Neste ponto cumpre mencionar que, por via do plasmado no artigo 17.º, n.º 1, do já mencionado DL 268/98, de 1 de Setembro, entende-se não ser admissível a dedução de reconvenção em sede de procedimento de injunção. Efectivamente este procedimento quer-se simplificado, prevendo-se apenas a existência de dois articulados. Nessa esteira, não se atende à Reconvenção deduzida pela Ré para a fixação do valor da causa, por se entender que a mesma não será de admitir. Porém, ainda que não fosse essa a posição deste Tribunal, sempre a soma de ambos os pedidos (€ 9.080,10 + € 18.036,30 = € 27.116,40) não tornaria este processo da competência do presente Tribunal.
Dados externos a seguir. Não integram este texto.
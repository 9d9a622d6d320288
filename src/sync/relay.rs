//! Cross-client relay
//!
//! Clients of the same account share a tiny key-value signal: the time of the
//! last change and the unread count. Nothing else ever crosses the client
//! boundary; a client that wants message bodies reconciles against the store
//! itself.
//!
//! Two transports are provided:
//!
//! - [`LocalSignalHub`] - In-memory broker for clients living in one process
//! - [`FileSignalChannel`] - A JSON file shared by processes on one machine,
//!   polled for changes
//!
//! Neither gives any ordering guarantee across clients. A writer never sees
//! its own signals come back.

use super::bus::{BusEvent, SyncBus};
use chrono::{DateTime, Utc};
use serde::{Deserialize, Serialize};
use std::io::Write;
use std::path::{Path, PathBuf};
use std::sync::atomic::{AtomicU64, Ordering};
use std::sync::{Arc, Mutex, PoisonError};
use std::time::Duration;
use thiserror::Error;
use tokio::sync::broadcast;
use tokio::task::JoinHandle;

/// Capacity of the in-process broadcast used by both transports
const RELAY_CHANNEL_CAPACITY: usize = 64;

/// Default polling interval for [`FileSignalChannel`]
pub const DEFAULT_FILE_POLL_INTERVAL: Duration = Duration::from_millis(500);

/// Relay errors
#[derive(Debug, Error)]
pub enum RelayError {
    #[error("relay io error: {0}")]
    Io(#[from] std::io::Error),

    #[error("relay encoding error: {0}")]
    Encoding(#[from] serde_json::Error),
}

/// The only payload allowed across clients
#[derive(Debug, Clone, Copy, PartialEq, Eq, Serialize, Deserialize)]
#[serde(rename_all = "camelCase", deny_unknown_fields)]
pub struct RelaySignal {
    pub timestamp: DateTime<Utc>,
    pub unread_count: usize,
}

impl RelaySignal {
    pub fn now(unread_count: usize) -> Self {
        Self {
            timestamp: Utc::now(),
            unread_count,
        }
    }

    pub fn encode(&self) -> Result<String, RelayError> {
        Ok(serde_json::to_string(self)?)
    }

    pub fn decode(raw: &str) -> Result<Self, RelayError> {
        Ok(serde_json::from_str(raw)?)
    }
}

/// A raw payload tagged with the client that wrote it
#[derive(Debug, Clone)]
pub struct Envelope {
    pub origin: u64,
    pub payload: String,
}

/// Stream of signals written by other clients
pub struct SignalWatcher {
    rx: broadcast::Receiver<Envelope>,
    skip_origin: Option<u64>,
}

impl SignalWatcher {
    /// Wait for the next foreign signal; `None` once the transport is gone
    pub async fn recv(&mut self) -> Option<RelaySignal> {
        loop {
            match self.rx.recv().await {
                Ok(envelope) => {
                    if Some(envelope.origin) == self.skip_origin {
                        continue;
                    }
                    match RelaySignal::decode(&envelope.payload) {
                        Ok(signal) => return Some(signal),
                        Err(e) => {
                            tracing::warn!(error = %e, "Ignoring undecodable relay signal");
                        }
                    }
                }
                Err(broadcast::error::RecvError::Lagged(skipped)) => {
                    // Only the latest count matters, so dropping older ones is fine
                    tracing::debug!(skipped, "Relay watcher lagged");
                }
                Err(broadcast::error::RecvError::Closed) => return None,
            }
        }
    }
}

/// Same-origin signal transport
pub trait SignalChannel: Send + Sync {
    /// Publish a signal to every other client
    fn write(&self, signal: RelaySignal) -> Result<(), RelayError>;

    /// Last signal written by anyone, if any
    fn latest(&self) -> Option<RelaySignal>;

    /// Subscribe to signals written by other clients
    fn watch(&self) -> SignalWatcher;
}

// ============================================================================
// In-memory hub
// ============================================================================

/// In-memory broker shared by clients in one process
#[derive(Debug)]
pub struct LocalSignalHub {
    tx: broadcast::Sender<Envelope>,
    latest: Mutex<Option<String>>,
    next_client: AtomicU64,
}

impl LocalSignalHub {
    pub fn new() -> Arc<Self> {
        let (tx, _) = broadcast::channel(RELAY_CHANNEL_CAPACITY);
        Arc::new(Self {
            tx,
            latest: Mutex::new(None),
            next_client: AtomicU64::new(1),
        })
    }

    /// Open a channel handle for one client
    pub fn channel(self: &Arc<Self>) -> LocalSignalChannel {
        LocalSignalChannel {
            hub: Arc::clone(self),
            origin: self.next_client.fetch_add(1, Ordering::Relaxed),
        }
    }

    /// Observe every raw payload written to the hub, from any client
    pub fn tap(&self) -> broadcast::Receiver<Envelope> {
        self.tx.subscribe()
    }

    /// Raw value currently held under the shared key
    pub fn latest_raw(&self) -> Option<String> {
        self.latest
            .lock()
            .unwrap_or_else(PoisonError::into_inner)
            .clone()
    }
}

/// One client's handle on a [`LocalSignalHub`]
#[derive(Debug, Clone)]
pub struct LocalSignalChannel {
    hub: Arc<LocalSignalHub>,
    origin: u64,
}

impl LocalSignalChannel {
    pub fn origin(&self) -> u64 {
        self.origin
    }
}

impl SignalChannel for LocalSignalChannel {
    fn write(&self, signal: RelaySignal) -> Result<(), RelayError> {
        let payload = signal.encode()?;
        *self
            .hub
            .latest
            .lock()
            .unwrap_or_else(PoisonError::into_inner) = Some(payload.clone());

        // No receivers just means no other client is listening yet
        let _ = self.hub.tx.send(Envelope {
            origin: self.origin,
            payload,
        });
        Ok(())
    }

    fn latest(&self) -> Option<RelaySignal> {
        self.hub
            .latest_raw()
            .and_then(|raw| RelaySignal::decode(&raw).ok())
    }

    fn watch(&self) -> SignalWatcher {
        SignalWatcher {
            rx: self.hub.tx.subscribe(),
            skip_origin: Some(self.origin),
        }
    }
}

// ============================================================================
// Shared file
// ============================================================================

/// Signal channel backed by one JSON file on the local machine
///
/// Each process polls the file and forwards content it has not seen and did
/// not write itself. Every write goes through its own temporary file and a
/// rename, so concurrent writers never share a temp path and readers never
/// see a torn payload.
pub struct FileSignalChannel {
    path: PathBuf,
    poll_interval: Duration,
    last_written: Arc<Mutex<Option<String>>>,
}

impl FileSignalChannel {
    pub fn new(path: impl Into<PathBuf>) -> Self {
        Self {
            path: path.into(),
            poll_interval: DEFAULT_FILE_POLL_INTERVAL,
            last_written: Arc::new(Mutex::new(None)),
        }
    }

    pub fn with_poll_interval(mut self, interval: Duration) -> Self {
        self.poll_interval = interval;
        self
    }

    pub fn path(&self) -> &Path {
        &self.path
    }
}

fn read_payload(path: &Path) -> Option<String> {
    std::fs::read_to_string(path)
        .ok()
        .map(|raw| raw.trim().to_string())
        .filter(|raw| !raw.is_empty())
}

impl SignalChannel for FileSignalChannel {
    fn write(&self, signal: RelaySignal) -> Result<(), RelayError> {
        let payload = signal.encode()?;
        let parent = match self.path.parent() {
            Some(parent) if !parent.as_os_str().is_empty() => parent,
            _ => Path::new("."),
        };
        std::fs::create_dir_all(parent)?;

        // Each write gets its own temporary file in the same directory
        let mut tmp = tempfile::NamedTempFile::new_in(parent)?;
        tmp.write_all(payload.as_bytes())?;
        tmp.persist(&self.path).map_err(|e| RelayError::Io(e.error))?;

        *self
            .last_written
            .lock()
            .unwrap_or_else(PoisonError::into_inner) = Some(payload);
        Ok(())
    }

    fn latest(&self) -> Option<RelaySignal> {
        read_payload(&self.path).and_then(|raw| RelaySignal::decode(&raw).ok())
    }

    fn watch(&self) -> SignalWatcher {
        let (tx, rx) = broadcast::channel(RELAY_CHANNEL_CAPACITY);
        let path = self.path.clone();
        let last_written = Arc::clone(&self.last_written);
        let poll_interval = self.poll_interval;

        tokio::spawn(async move {
            let mut interval = tokio::time::interval(poll_interval);
            interval.set_missed_tick_behavior(tokio::time::MissedTickBehavior::Skip);
            // Whatever is on disk at subscribe time is history, not a change
            let mut last_seen = read_payload(&path);

            loop {
                interval.tick().await;
                if tx.receiver_count() == 0 {
                    break;
                }

                let current = read_payload(&path);
                if current == last_seen {
                    continue;
                }
                last_seen = current.clone();

                let Some(payload) = current else { continue };
                let own = last_written
                    .lock()
                    .unwrap_or_else(PoisonError::into_inner)
                    .as_deref()
                    == Some(payload.as_str());
                if own {
                    continue;
                }
                let _ = tx.send(Envelope { origin: 0, payload });
            }
            tracing::debug!(path = %path.display(), "Relay file watcher stopped");
        });

        SignalWatcher {
            rx,
            skip_origin: None,
        }
    }
}

// ============================================================================
// Listener
// ============================================================================

/// Re-publish foreign signals on the local bus
///
/// Every signal becomes a count-only [`BusEvent`] delivered to local
/// subscribers only (never written back to the channel), then `on_signal` is
/// called so the caller can schedule a full reconcile.
pub fn spawn_relay_listener<F>(
    mut watcher: SignalWatcher,
    bus: Arc<SyncBus>,
    on_signal: F,
) -> JoinHandle<()>
where
    F: Fn(RelaySignal) + Send + 'static,
{
    tokio::spawn(async move {
        while let Some(signal) = watcher.recv().await {
            tracing::debug!(
                unread = signal.unread_count,
                at = %signal.timestamp,
                "Relay signal received"
            );
            crate::metrics::record_relay("received");
            bus.publish_local(BusEvent::count_only(signal.unread_count));
            on_signal(signal);
        }
    })
}

#[cfg(test)]
mod tests {
    use super::*;
    use tempfile::TempDir;

    #[test]
    fn test_signal_wire_format() {
        let signal = RelaySignal::now(3);
        let raw = signal.encode().unwrap();
        let value: serde_json::Value = serde_json::from_str(&raw).unwrap();
        let keys: Vec<_> = value.as_object().unwrap().keys().cloned().collect();
        assert_eq!(keys.len(), 2);
        assert!(value.get("timestamp").is_some());
        assert_eq!(value["unreadCount"], 3);
    }

    #[test]
    fn test_signal_rejects_extra_fields() {
        let raw = r#"{"timestamp":"2024-01-01T00:00:00Z","unreadCount":1,"text":"secret"}"#;
        assert!(RelaySignal::decode(raw).is_err());
    }

    #[tokio::test]
    async fn test_local_hub_skips_own_writes() {
        let hub = LocalSignalHub::new();
        let a = hub.channel();
        let b = hub.channel();
        assert_ne!(a.origin(), b.origin());

        let mut a_watch = a.watch();
        let mut b_watch = b.watch();

        a.write(RelaySignal::now(4)).unwrap();

        let received = b_watch.recv().await.unwrap();
        assert_eq!(received.unread_count, 4);
        assert_eq!(b.latest().unwrap().unread_count, 4);

        // A only sees B's writes
        b.write(RelaySignal::now(5)).unwrap();
        assert_eq!(a_watch.recv().await.unwrap().unread_count, 5);
    }

    #[test]
    fn test_concurrent_file_writers_never_tear() {
        let dir = TempDir::new().unwrap();
        let path = dir.path().join("relay.json");

        std::thread::scope(|scope| {
            let writers: Vec<_> = (0..2)
                .map(|n| {
                    let channel = FileSignalChannel::new(&path);
                    scope.spawn(move || {
                        let mut failed = 0;
                        for i in 0..500 {
                            if channel.write(RelaySignal::now(n * 1000 + i)).is_err() {
                                failed += 1;
                            }
                        }
                        failed
                    })
                })
                .collect();

            let reader = FileSignalChannel::new(&path);
            for _ in 0..500 {
                if let Some(raw) = read_payload(reader.path()) {
                    assert!(RelaySignal::decode(&raw).is_ok(), "torn payload: {}", raw);
                }
            }

            for writer in writers {
                assert_eq!(writer.join().unwrap(), 0);
            }
        });

        assert!(FileSignalChannel::new(&path).latest().is_some());
        let leftovers = std::fs::read_dir(dir.path()).unwrap().count();
        assert_eq!(leftovers, 1);
    }

    #[tokio::test(start_paused = true)]
    async fn test_file_channel_relays_between_handles() {
        let dir = TempDir::new().unwrap();
        let path = dir.path().join("relay.json");
        let a = FileSignalChannel::new(&path).with_poll_interval(Duration::from_millis(50));
        let b = FileSignalChannel::new(&path).with_poll_interval(Duration::from_millis(50));

        let mut a_watch = a.watch();
        let mut b_watch = b.watch();
        tokio::time::sleep(Duration::from_millis(60)).await;

        a.write(RelaySignal::now(2)).unwrap();

        let received = tokio::time::timeout(Duration::from_secs(1), b_watch.recv())
            .await
            .unwrap()
            .unwrap();
        assert_eq!(received.unread_count, 2);
        assert_eq!(b.latest().unwrap().unread_count, 2);

        // The writer does not hear its own signal
        let own = tokio::time::timeout(Duration::from_millis(200), a_watch.recv()).await;
        assert!(own.is_err());
    }
}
Aliás, o entendimento favorável ao recebimento da Reconvenção e à fixação do valor da causa em € 27.116,40 acarretaria a inadmissibilidade de discussão da causa no âmbito dos procedimentos previstos no DL 268/98, de 1 de Setembro. O mesmo acontecendo caso se entendesse que deveria ser fixado à causa o valor global do contrato celebrado entre as partes. E isto porque a presente não seria passível de convolar em acção de processo comum.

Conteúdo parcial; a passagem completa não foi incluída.